12Soltanto allora capirono che per «lievito» Gesù intendeva glʼinsegnamenti sbagliati dei Farisei e dei Sadducei.

«Chi pensi che io sia?»

13Quando Gesù arrivò nel territorio di Cesarea di Filippo, chiese ai suoi discepoli: «Chi dicono che io sia?»

14«Beh», risposero, «certi dicono che sei Giovanni Battista, altri Elia, altri ancora Geremia o qualcun altro dei profeti».

15Allora Gesù chiese loro: «E voi, chi pensate che io sia?»

16Rispose Simon Pietro: «Tu sei il Cristo, il Messia, il Figlio del Dio vivente!»

17Allora Gesù gli disse: «Dio ti ha benedetto, Simone, figlio di Giona, perché non hai scoperto questa verità con forze umane, ma è stato mio Padre che è in cielo a rivelartela. 18Tu sei Pietro e su questa pietra costruirò la mia Chiesa; e tutte le potenze dellʼinferno non potranno vincerla mai. 19Io ti darò le chiavi del Regno dei Cieli; qualsiasi porta chiuderai in terra, sarà chiusa anche in cielo e qualsiasi porta aprirai in terra, sarà aperta in cielo!»

20Poi Gesù proibì ai discepoli di dire ad altri che era lui il Messia.

21Da allora in poi Gesù cominciò a spiegare ai discepoli che sarebbe andato a Gerusalemme, informandoli di ciò che gli sarebbe accaduto in quella città: che avrebbe sofferto nelle mani dei capi giudei, che sarebbe stato ucciso e tre giorni dopo sarebbe resuscitato di nuovo.

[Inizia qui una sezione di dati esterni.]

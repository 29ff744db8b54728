// Copyright (c) 2025 Kirky.X
//
// Licensed under the MIT License
// See LICENSE file in the project root for full license information.

use chrono::{DateTime, Utc};
use serde::{Deserialize, Serialize};
use std::fmt;
use std::str::FromStr;
use thiserror::Error;
use uuid::Uuid;

use crate::domain::models::seo::SeoAnalysisResult;

/// 领域错误
#[derive(Error, Debug, PartialEq, Eq)]
pub enum DomainError {
    /// 无效的状态转换
    #[error("Invalid state transition from {from} to {to}")]
    InvalidStateTransition { from: RunStatus, to: RunStatus },
}

/// 抓取提供方类型
#[derive(Debug, Clone, Copy, PartialEq, Eq, Hash, Serialize, Deserialize, Default)]
#[serde(rename_all = "snake_case")]
pub enum ProviderKind {
    /// 逐页抓取的阅读代理
    #[default]
    Reader,
    /// 自带多页爬取的提供方
    Firecrawl,
}

impl fmt::Display for ProviderKind {
    fn fmt(&self, f: &mut fmt::Formatter) -> fmt::Result {
        match self {
            ProviderKind::Reader => write!(f, "reader"),
            ProviderKind::Firecrawl => write!(f, "firecrawl"),
        }
    }
}

impl FromStr for ProviderKind {
    type Err = ();

    fn from_str(s: &str) -> Result<Self, Self::Err> {
        match s {
            "reader" => Ok(ProviderKind::Reader),
            "firecrawl" => Ok(ProviderKind::Firecrawl),
            _ => Err(()),
        }
    }
}

/// 工作流运行状态
///
/// 状态转换遵循以下流程：
/// Pending → Running → Completed/Failed/Cancelled
///
/// 终态不可再变更
#[derive(Debug, Clone, Copy, PartialEq, Eq, Serialize, Deserialize, Default)]
#[serde(rename_all = "snake_case")]
pub enum RunStatus {
    /// 已创建，尚未开始
    #[default]
    Pending,
    /// 执行中
    Running,
    /// 已完成
    Completed,
    /// 已失败
    Failed,
    /// 已取消
    Cancelled,
}

impl RunStatus {
    pub fn is_terminal(&self) -> bool {
        matches!(
            self,
            RunStatus::Completed | RunStatus::Failed | RunStatus::Cancelled
        )
    }

    /// 是否允许从当前状态转换到 `next`
    pub fn can_transition_to(&self, next: RunStatus) -> bool {
        match (self, next) {
            (RunStatus::Pending, RunStatus::Running)
            | (RunStatus::Pending, RunStatus::Failed)
            | (RunStatus::Pending, RunStatus::Cancelled)
            | (RunStatus::Running, RunStatus::Completed)
            | (RunStatus::Running, RunStatus::Failed)
            | (RunStatus::Running, RunStatus::Cancelled) => true,
            (current, next) => *current == next && !current.is_terminal(),
        }
    }
}

impl fmt::Display for RunStatus {
    fn fmt(&self, f: &mut fmt::Formatter) -> fmt::Result {
        match self {
            RunStatus::Pending => write!(f, "pending"),
            RunStatus::Running => write!(f, "running"),
            RunStatus::Completed => write!(f, "completed"),
            RunStatus::Failed => write!(f, "failed"),
            RunStatus::Cancelled => write!(f, "cancelled"),
        }
    }
}

impl FromStr for RunStatus {
    type Err = ();

    fn from_str(s: &str) -> Result<Self, Self::Err> {
        match s {
            "pending" => Ok(RunStatus::Pending),
            "running" => Ok(RunStatus::Running),
            "completed" => Ok(RunStatus::Completed),
            "failed" => Ok(RunStatus::Failed),
            "cancelled" => Ok(RunStatus::Cancelled),
            _ => Err(()),
        }
    }
}

/// 工作流步骤
#[derive(Debug, Clone, Copy, PartialEq, Eq, Hash, Serialize, Deserialize)]
#[serde(rename_all = "snake_case")]
pub enum StepName {
    Discover,
    Scrape,
    Aggregate,
    Analyze,
}

impl StepName {
    /// 按执行顺序排列的步骤
    pub const ORDERED: [StepName; 4] = [
        StepName::Discover,
        StepName::Scrape,
        StepName::Aggregate,
        StepName::Analyze,
    ];

    pub fn ordinal(&self) -> i32 {
        match self {
            StepName::Discover => 0,
            StepName::Scrape => 1,
            StepName::Aggregate => 2,
            StepName::Analyze => 3,
        }
    }

    /// 下一个步骤，最后一步返回 `None`
    pub fn next(&self) -> Option<StepName> {
        StepName::ORDERED.get(self.ordinal() as usize + 1).copied()
    }

    /// 进度标签
    pub fn progress_label(&self) -> &'static str {
        match self {
            StepName::Discover => "discovering",
            StepName::Scrape => "scraping",
            StepName::Aggregate => "aggregating",
            StepName::Analyze => "analyzing",
        }
    }
}

impl fmt::Display for StepName {
    fn fmt(&self, f: &mut fmt::Formatter) -> fmt::Result {
        match self {
            StepName::Discover => write!(f, "discover"),
            StepName::Scrape => write!(f, "scrape"),
            StepName::Aggregate => write!(f, "aggregate"),
            StepName::Analyze => write!(f, "analyze"),
        }
    }
}

impl FromStr for StepName {
    type Err = ();

    fn from_str(s: &str) -> Result<Self, Self::Err> {
        match s {
            "discover" => Ok(StepName::Discover),
            "scrape" => Ok(StepName::Scrape),
            "aggregate" => Ok(StepName::Aggregate),
            "analyze" => Ok(StepName::Analyze),
            _ => Err(()),
        }
    }
}

/// 步骤状态
#[derive(Debug, Clone, Copy, PartialEq, Eq, Serialize, Deserialize, Default)]
#[serde(rename_all = "snake_case")]
pub enum StepStatus {
    #[default]
    Pending,
    Running,
    Completed,
    Failed,
}

impl fmt::Display for StepStatus {
    fn fmt(&self, f: &mut fmt::Formatter) -> fmt::Result {
        match self {
            StepStatus::Pending => write!(f, "pending"),
            StepStatus::Running => write!(f, "running"),
            StepStatus::Completed => write!(f, "completed"),
            StepStatus::Failed => write!(f, "failed"),
        }
    }
}

impl FromStr for StepStatus {
    type Err = ();

    fn from_str(s: &str) -> Result<Self, Self::Err> {
        match s {
            "pending" => Ok(StepStatus::Pending),
            "running" => Ok(StepStatus::Running),
            "completed" => Ok(StepStatus::Completed),
            "failed" => Ok(StepStatus::Failed),
            _ => Err(()),
        }
    }
}

/// 步骤执行记录
///
/// 已完成步骤的 `output` 会在恢复执行时直接复用
#[derive(Debug, Clone, PartialEq, Serialize, Deserialize)]
pub struct StepRecord {
    pub name: StepName,
    pub status: StepStatus,
    pub ordinal: i32,
    /// 步骤输出（JSON）
    pub output: Option<serde_json::Value>,
    pub error: Option<String>,
    /// 已尝试次数
    pub attempts: u32,
    pub started_at: Option<DateTime<Utc>>,
    pub completed_at: Option<DateTime<Utc>>,
}

impl StepRecord {
    pub fn new(name: StepName) -> Self {
        Self {
            name,
            status: StepStatus::Pending,
            ordinal: name.ordinal(),
            output: None,
            error: None,
            attempts: 0,
            started_at: None,
            completed_at: None,
        }
    }

    pub fn is_completed(&self) -> bool {
        self.status == StepStatus::Completed && self.output.is_some()
    }
}

/// 运行的终态结果
#[derive(Debug, Clone, Default, PartialEq, Serialize, Deserialize)]
#[serde(rename_all = "camelCase")]
pub struct CrawlOutcome {
    pub success: bool,
    /// 失败所在的步骤
    #[serde(skip_serializing_if = "Option::is_none")]
    pub failed_stage: Option<StepName>,
    #[serde(skip_serializing_if = "Option::is_none")]
    pub error: Option<String>,
    pub pages_discovered: usize,
    pub pages_scraped: usize,
    pub pages_analyzed: usize,
    #[serde(skip_serializing_if = "Option::is_none")]
    pub analysis: Option<SeoAnalysisResult>,
}

/// 工作流运行实体
///
/// 一次SEO爬取请求对应的持久化执行记录
#[derive(Debug, Clone, PartialEq, Serialize, Deserialize)]
pub struct WorkflowRun {
    /// 运行唯一标识符
    pub id: Uuid,
    /// 发起请求的调用方
    pub caller_id: String,
    /// 结果归属的客户
    pub client_id: String,
    /// 规范化后的根URL
    pub root_url: String,
    pub provider: ProviderKind,
    /// 页面上限
    pub max_pages: usize,
    pub status: RunStatus,
    /// 按顺序排列的步骤记录
    pub steps: Vec<StepRecord>,
    pub result: Option<CrawlOutcome>,
    pub error: Option<String>,
    pub created_at: DateTime<Utc>,
    pub updated_at: DateTime<Utc>,
    pub started_at: Option<DateTime<Utc>>,
    pub completed_at: Option<DateTime<Utc>>,
}

impl WorkflowRun {
    pub fn new(
        caller_id: impl Into<String>,
        client_id: impl Into<String>,
        root_url: impl Into<String>,
        provider: ProviderKind,
        max_pages: usize,
    ) -> Self {
        let now = Utc::now();
        Self {
            id: Uuid::new_v4(),
            caller_id: caller_id.into(),
            client_id: client_id.into(),
            root_url: root_url.into(),
            provider,
            max_pages,
            status: RunStatus::Pending,
            steps: Vec::new(),
            result: None,
            error: None,
            created_at: now,
            updated_at: now,
            started_at: None,
            completed_at: None,
        }
    }

    fn transition(&mut self, next: RunStatus) -> Result<(), DomainError> {
        if !self.status.can_transition_to(next) {
            return Err(DomainError::InvalidStateTransition {
                from: self.status,
                to: next,
            });
        }
        let now = Utc::now();
        self.status = next;
        self.updated_at = now;
        if next.is_terminal() {
            self.completed_at = Some(now);
        }
        Ok(())
    }

    /// 开始运行，恢复执行时已处于 Running 也视为成功
    ///
    /// 仅在运行首次开始时返回 `true`
    pub fn start(&mut self) -> Result<bool, DomainError> {
        if self.status == RunStatus::Running {
            return Ok(false);
        }
        self.transition(RunStatus::Running)?;
        let first_start = self.started_at.is_none();
        if first_start {
            self.started_at = Some(self.updated_at);
        }
        Ok(first_start)
    }

    pub fn complete(&mut self, outcome: CrawlOutcome) -> Result<(), DomainError> {
        self.transition(RunStatus::Completed)?;
        self.result = Some(outcome);
        Ok(())
    }

    pub fn fail(&mut self, outcome: CrawlOutcome) -> Result<(), DomainError> {
        self.transition(RunStatus::Failed)?;
        self.error = outcome.error.clone();
        self.result = Some(outcome);
        Ok(())
    }

    pub fn cancel(&mut self) -> Result<(), DomainError> {
        self.transition(RunStatus::Cancelled)?;
        self.error = Some("Run cancelled".to_string());
        Ok(())
    }

    pub fn step(&self, name: StepName) -> Option<&StepRecord> {
        self.steps.iter().find(|s| s.name == name)
    }

    /// 获取或创建步骤记录
    pub fn step_mut(&mut self, name: StepName) -> &mut StepRecord {
        let index = match self.steps.iter().position(|s| s.name == name) {
            Some(index) => index,
            None => {
                self.steps.push(StepRecord::new(name));
                self.steps.sort_by_key(|s| s.ordinal);
                self.steps
                    .iter()
                    .position(|s| s.name == name)
                    .unwrap_or(self.steps.len() - 1)
            }
        };
        &mut self.steps[index]
    }

    /// 已完成步骤的持久化输出
    pub fn completed_output(&self, name: StepName) -> Option<&serde_json::Value> {
        self.step(name)
            .filter(|s| s.is_completed())
            .and_then(|s| s.output.as_ref())
    }
}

22Ma Pietro lo prese in disparte per protestare: «Voglia il cielo, Signore», gli disse, «che questo non ti capiti mai!»

23Ma Gesù si voltò verso di lui e disse: «Vattene da me, Satana! Per me tu sei un ostacolo, perché stai ragionando da un punto di vista umano, non da quello di Dio!»

24Poi Gesù disse ai suoi discepoli: «Se qualcuno vuole seguirmi, smetta di pensare a se stesso, prenda la sua croce e mi segua. 25Perché chi pensa a salvare la propria vita, la perderà; chi invece è pronto a dare la sua vita per me, la ritroverà.

26Che vantaggio ne avrete, se guadagnate tutto il mondo e perdete la vita eterna? Che cosa può essere paragonato al valore della vita eterna? 27Perché io, il Figlio dellʼUomo, verrò con i miei angeli nella gloria di mio Padre e giudicherò ogni persona, secondo le sue azioni. 28E alcuni di voi, qui presenti in questo momento, non moriranno finché non mi avranno visto venire nel mio Regno».